Increasing numbers of women have been infected with human immunodeficiency virus (HIV) and now are living with the acquired immunodeficiency syndrome (AIDS). The effects of AIDS on women, particularly in the era of highly active antiretroviral therapy (HAART), are not well defined. In the era before HAART, the risks of developing Kaposi sarcoma, anal cancer, and perhaps lymphoma were lower for women than for men with AIDS (Beral and Newton, 1998; Goedert, 2000). Other than cervical cancer, no differences by gender have been reported for the few other malignancies found in excess among people with AIDS (PWA) (Goedert et al, 1998; Frisch et al, 2001).
Breast cancer may occur less often in women with AIDS than in the general population (Goedert et al, 1998; Frisch et al, 2001). Ovary and uterine corpus cancers have not been associated with AIDS or other immune deficiencies, but weak associations or susceptible subgroups may have been overlooked because these malignancies are relatively rare. No previous study has evaluated the effects of improving anti-HIV therapies or whether differences in cancer incidence might merely reflect differences in known risk factors for cancer.
Using population-based data, we have investigated whether the risk of breast, ovary, or uterine corpus cancers differ for women with AIDS, whether breast cancer risk differs with increasing severity or duration of immune deficiency, or with increasing availability and efficacy of anti-HIV therapies; also whether menopause or selected risk factors modify or explain any associations.
From 2003 through 2005, we linked HIV/AIDS and cancer registration data (including name, race, sex, dates of birth and death, and, where available, social security numbers) in 12 regions of the US to identify cancers arising among PWA (Goedert et al, 1998; Frisch et al, 2001; Borges et al, 2001). Ethical and legal reviews at all participating HIV/AIDS and cancer registries ensured that patient confidentiality was maintained.

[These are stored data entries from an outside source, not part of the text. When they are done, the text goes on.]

//! Falconのパラレルリンク機構の運動学．
//!
//! R.E. Stamperの博士論文のモデルに基づく．
//! 各脚の付け根の関節角`theta1`はエンコーダから得られ，エンドエフェクタの位置は
//! 逆運動学とヤコビアンを使ったニュートン法で求める．
//! 長さの単位はメートル，角度の単位はラジアン．

use std::f64::consts::PI;
use std::ops::Mul;

/// 脚の付け根から膝までの距離．
pub const A: f64 = 0.060;
/// すねの平行リンクの長さ．
pub const B: f64 = 0.1025;
/// すねの接続点からエンドエフェクタ中心までのu成分．
pub const C: f64 = 0.01443;
/// すねとエンドエフェクタをつなぐ関節の長さ．
pub const D: f64 = 0.01125;
/// 膝とすねをつなぐ関節の長さ．
pub const E: f64 = D;
/// すねの接続点からエンドエフェクタ中心までのv成分．
pub const F: f64 = -0.025;
/// 固定座標系の原点から脚の付け根までのu成分．
pub const R: f64 = 0.0400;
/// 固定座標系の原点から脚の付け根までのv成分．
pub const S: f64 = -0.02309;

/// 各脚の机面からの傾き(15度)．
const OFFSET_ANGLE: f64 = PI / 12.0;
/// 3本の脚それぞれの取り付け角．
pub const LEG_ANGLES: [f64; 3] = [
    PI / 2.0 + OFFSET_ANGLE,
    -PI / 6.0 + OFFSET_ANGLE,
    -5.0 * PI / 6.0 + OFFSET_ANGLE,
];

/// エンコーダホイールのスリット数．
const WHEEL_SLOTS: f64 = 320.0;
/// モータ軸の直径．
const SHAFT_DIAMETER: f64 = 0.01425;
/// 脚の円弧部の直径．
const SMALL_ARM_DIAMETER: f64 = 0.110;
/// エンコーダ値が0のときの関節角[deg]．
const THETA_OFFSET_DEGREES: f64 = 35.0;

/// 順運動学の収束判定に用いる関節角の誤差．
const FK_TARGET_ERROR: f64 = 0.01;
const FK_MAX_ITERATIONS: usize = 15;
/// トルクからモータ指令値への換算係数．
const TORQUE_TO_COMMAND: f64 = 10000.0;
/// これより大きいトルクは方向を保ったまま縮める．指令値は16ビットで送られる．
const MAX_TORQUE: f64 = i16::MAX as f64 / TORQUE_TO_COMMAND;

pub type Vec3 = [f64; 3];

/// 3本の脚の関節角．
#[derive(Debug, Clone, Copy, PartialEq, Default)]
pub struct Angles {
    /// 付け根の関節角．エンコーダで観測できるのはこれだけ．
    pub theta1: Vec3,
    pub theta2: Vec3,
    pub theta3: Vec3,
}

impl Angles {
    fn is_finite(&self) -> bool {
        self.theta1
            .iter()
            .chain(&self.theta2)
            .chain(&self.theta3)
            .all(|angle| angle.is_finite())
    }
}

/// 行優先の3x3行列．
#[derive(Debug, Clone, Copy, PartialEq)]
pub struct Matrix3(pub [[f64; 3]; 3]);

impl Matrix3 {
    pub fn transpose(&self) -> Matrix3 {
        let m = &self.0;
        Matrix3([
            [m[0][0], m[1][0], m[2][0]],
            [m[0][1], m[1][1], m[2][1]],
            [m[0][2], m[1][2], m[2][2]],
        ])
    }

    pub fn determinant(&self) -> f64 {
        let m = &self.0;
        m[0][0] * (m[1][1] * m[2][2] - m[1][2] * m[2][1])
            - m[0][1] * (m[1][0] * m[2][2] - m[1][2] * m[2][0])
            + m[0][2] * (m[1][0] * m[2][1] - m[1][1] * m[2][0])
    }

    /// 逆行列．特異な場合は`None`．
    pub fn inverse(&self) -> Option<Matrix3> {
        let det = self.determinant();
        if !det.is_finite() || det.abs() < f64::EPSILON {
            return None;
        }
        let m = &self.0;
        let cofactor = |r0: usize, r1: usize, c0: usize, c1: usize| {
            m[r0][c0] * m[r1][c1] - m[r0][c1] * m[r1][c0]
        };
        Some(Matrix3([
            [
                cofactor(1, 2, 1, 2) / det,
                -cofactor(0, 2, 1, 2) / det,
                cofactor(0, 1, 1, 2) / det,
            ],
            [
                -cofactor(1, 2, 0, 2) / det,
                cofactor(0, 2, 0, 2) / det,
                -cofactor(0, 1, 0, 2) / det,
            ],
            [
                cofactor(1, 2, 0, 1) / det,
                -cofactor(0, 2, 0, 1) / det,
                cofactor(0, 1, 0, 1) / det,
            ],
        ]))
    }
}

impl Mul<Vec3> for Matrix3 {
    type Output = Vec3;

    fn mul(self, v: Vec3) -> Vec3 {
        let m = &self.0;
        [
            m[0][0] * v[0] + m[0][1] * v[1] + m[0][2] * v[2],
            m[1][0] * v[0] + m[1][1] * v[1] + m[1][2] * v[2],
            m[2][0] * v[0] + m[2][1] * v[1] + m[2][2] * v[2],
        ]
    }
}

/// エンコーダ値を付け根の関節角[deg]に変換する．
pub fn encoder_to_theta(ticks: i16) -> f64 {
    degrees_per_tick() * ticks as f64 + THETA_OFFSET_DEGREES
}

/// 付け根の関節角[deg]をもっとも近いエンコーダ値に変換する．
pub fn theta_to_encoder(degrees: f64) -> i16 {
    let ticks = ((degrees - THETA_OFFSET_DEGREES) / degrees_per_tick()).round();
    ticks.max(i16::MIN as f64).min(i16::MAX as f64) as i16
}

fn degrees_per_tick() -> f64 {
    let shaft_travel_per_tick = (SHAFT_DIAMETER * PI) / (WHEEL_SLOTS * 4.0);
    let arm_travel_per_degree = (PI * SMALL_ARM_DIAMETER) / 360.0;
    shaft_travel_per_tick / arm_travel_per_degree
}

/// エンドエフェクタの位置から各脚の関節角を求める．
/// 作業空間の外の位置では角度が`NaN`になる．
pub fn inverse(position: Vec3) -> Angles {
    let mut angles = Angles::default();
    for (leg, &phi) in LEG_ANGLES.iter().enumerate() {
        // 脚ごとのUVW座標系に変換する
        let (sin_phi, cos_phi) = phi.sin_cos();
        let pu = cos_phi * position[0] + sin_phi * position[1] - R;
        let pv = -sin_phi * position[0] + cos_phi * position[1] - S;
        let pw = position[2];

        // 解は2つあるが，Falconの構造では正の側だけが意味をもつ
        let theta3 = ((pv + F) / B).acos();
        let sin3 = theta3.sin();

        let common = pw * pw + pu * pu + 2.0 * C * pu + A * A + C * C - D * D - E * E
            - B * B * sin3 * sin3
            - 2.0 * B * E * sin3
            - 2.0 * B * D * sin3
            - 2.0 * D * E;
        let l0 = common - 2.0 * A * pu - 2.0 * A * C;
        let l1 = -4.0 * A * pw;
        let l2 = common + 2.0 * A * pu + 2.0 * A * C;

        let t = (-l1 - (l1 * l1 - 4.0 * l0 * l2).sqrt()) / (2.0 * l2);
        let theta1 = t.atan() * 2.0;
        let theta2 = ((-pu + A * theta1.cos() - C) / (-D - E - B * sin3)).acos();

        angles.theta1[leg] = theta1;
        angles.theta2[leg] = theta2;
        angles.theta3[leg] = theta3;
    }
    angles
}

/// 関節角速度から直交座標の速度への写像．
/// 転置すると力から関節トルクへの写像になる．
pub fn jacobian(angles: &Angles) -> Option<Matrix3> {
    let mut rows = [[0.0; 3]; 3];
    for (leg, &phi) in LEG_ANGLES.iter().enumerate() {
        let (sin1, cos1) = angles.theta1[leg].sin_cos();
        let (sin2, cos2) = angles.theta2[leg].sin_cos();
        let (sin3, cos3) = angles.theta3[leg].sin_cos();
        let (sin_phi, cos_phi) = phi.sin_cos();

        let den = -A * sin3 * (sin1 * cos2 - sin2 * cos1);
        rows[leg] = [
            (cos_phi * cos2 * sin3 - sin_phi * cos3) / den,
            (sin_phi * cos2 * sin3 + cos_phi * cos3) / den,
            (sin2 * sin2) / den,
        ];
    }
    Matrix3(rows).inverse()
}

/// 付け根の関節角から位置を求める．
/// `guess`から出発してニュートン法で探索し，収束しなければ`None`を返す．
pub fn forward(theta1: Vec3, guess: Vec3) -> Option<Vec3> {
    let mut position = guess;
    let mut previous_error = f64::MAX;
    let mut step = 0.5;

    for _ in 0..FK_MAX_ITERATIONS {
        let angles = inverse(position);
        if !angles.is_finite() {
            return None;
        }
        let j = jacobian(&angles)?;

        let delta = [
            theta1[0] - angles.theta1[0],
            theta1[1] - angles.theta1[1],
            theta1[2] - angles.theta1[2],
        ];
        let direction = j * delta;
        for axis in 0..3 {
            position[axis] += direction[axis] * step;
        }

        let error = delta.iter().map(|d| d * d).sum::<f64>().sqrt();
        if error < FK_TARGET_ERROR {
            return Some(position);
        }
        // 行き過ぎたら次は歩幅を縮める
        if error > previous_error {
            step /= 2.0;
        }
        previous_error = error;
    }
    None
}

/// 直前の位置を次の探索の初期値として保持する運動学モデル．
#[derive(Debug, Clone)]
pub struct StamperKinematics {
    position: Vec3,
}

impl StamperKinematics {
    pub fn new() -> StamperKinematics {
        // 原点から始めると逆行列が求まらないので，少し離しておく
        StamperKinematics {
            position: [0.0, 0.0, 0.08],
        }
    }

    /// 最後に求めた位置．
    pub fn last_position(&self) -> Vec3 {
        self.position
    }

    /// エンコーダ値から位置を求める．
    /// 収束しなかった場合は直前の位置を保ったまま`None`を返す．
    pub fn position(&mut self, encoders: [i16; 3]) -> Option<Vec3> {
        let theta1 = encoders.map(|ticks| encoder_to_theta(ticks).to_radians());
        let position = forward(theta1, self.position)?;
        self.position = position;
        Some(position)
    }

    /// 位置`position`で力`force`[N]を発生させるためのモータ指令値．
    pub fn motor_torques(&self, position: Vec3, force: Vec3) -> Option<[i16; 3]> {
        let angles = inverse(position);
        if !angles.is_finite() {
            return None;
        }
        let j = jacobian(&angles)?;
        let mut torque = j.transpose() * force;

        // 最大のトルクが上限を超える場合は，力の向きを保つためすべてのトルクを同じ比率で縮める
        let largest = torque.iter().fold(0.0f64, |acc, t| acc.max(t.abs()));
        if largest > MAX_TORQUE {
            let scale = largest / MAX_TORQUE;
            for t in &mut torque {
                *t /= scale;
            }
        }

        Some(torque.map(|t| {
            let command = -t * TORQUE_TO_COMMAND;
            command.max(-(i16::MAX as f64)).min(i16::MAX as f64) as i16
        }))
    }
}

impl Default for StamperKinematics {
    fn default() -> Self {
        StamperKinematics::new()
    }
}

This study describes the cancer profile of women diagnosed with AIDS from ages 15 to 91 years, referred to below as the registry population. Time at risk, expressed as person-years, was calculated from the start to the end of complete cancer registration in the particular area, no earlier than 60 months before nor later than 120 months after AIDS onset, and censored at death if less than 120 months after AIDS. Although migration could not be determined, both the HIV/AIDS and cancer registries used the National Death Index to ascertain deaths, including those occurring outside the registration areas. The current study included only invasive cancers, coded according to the International Classification of Diseases for Oncology (ICD-O), and analysed by site using the Surveillance, Epidemiology and End Results program's ‘Site recode with KS and mesothelioma' (Fritz et al, 2000; Ries et al, 2005). Individual cancer sites (ICD-O C50, C54, and C56.9) were analysed after excluding tumours at those sites that had unspecified, KS or NHL histology (codes 8000–8005, 9140, and 9050–9055 or 9590–9989, respectively).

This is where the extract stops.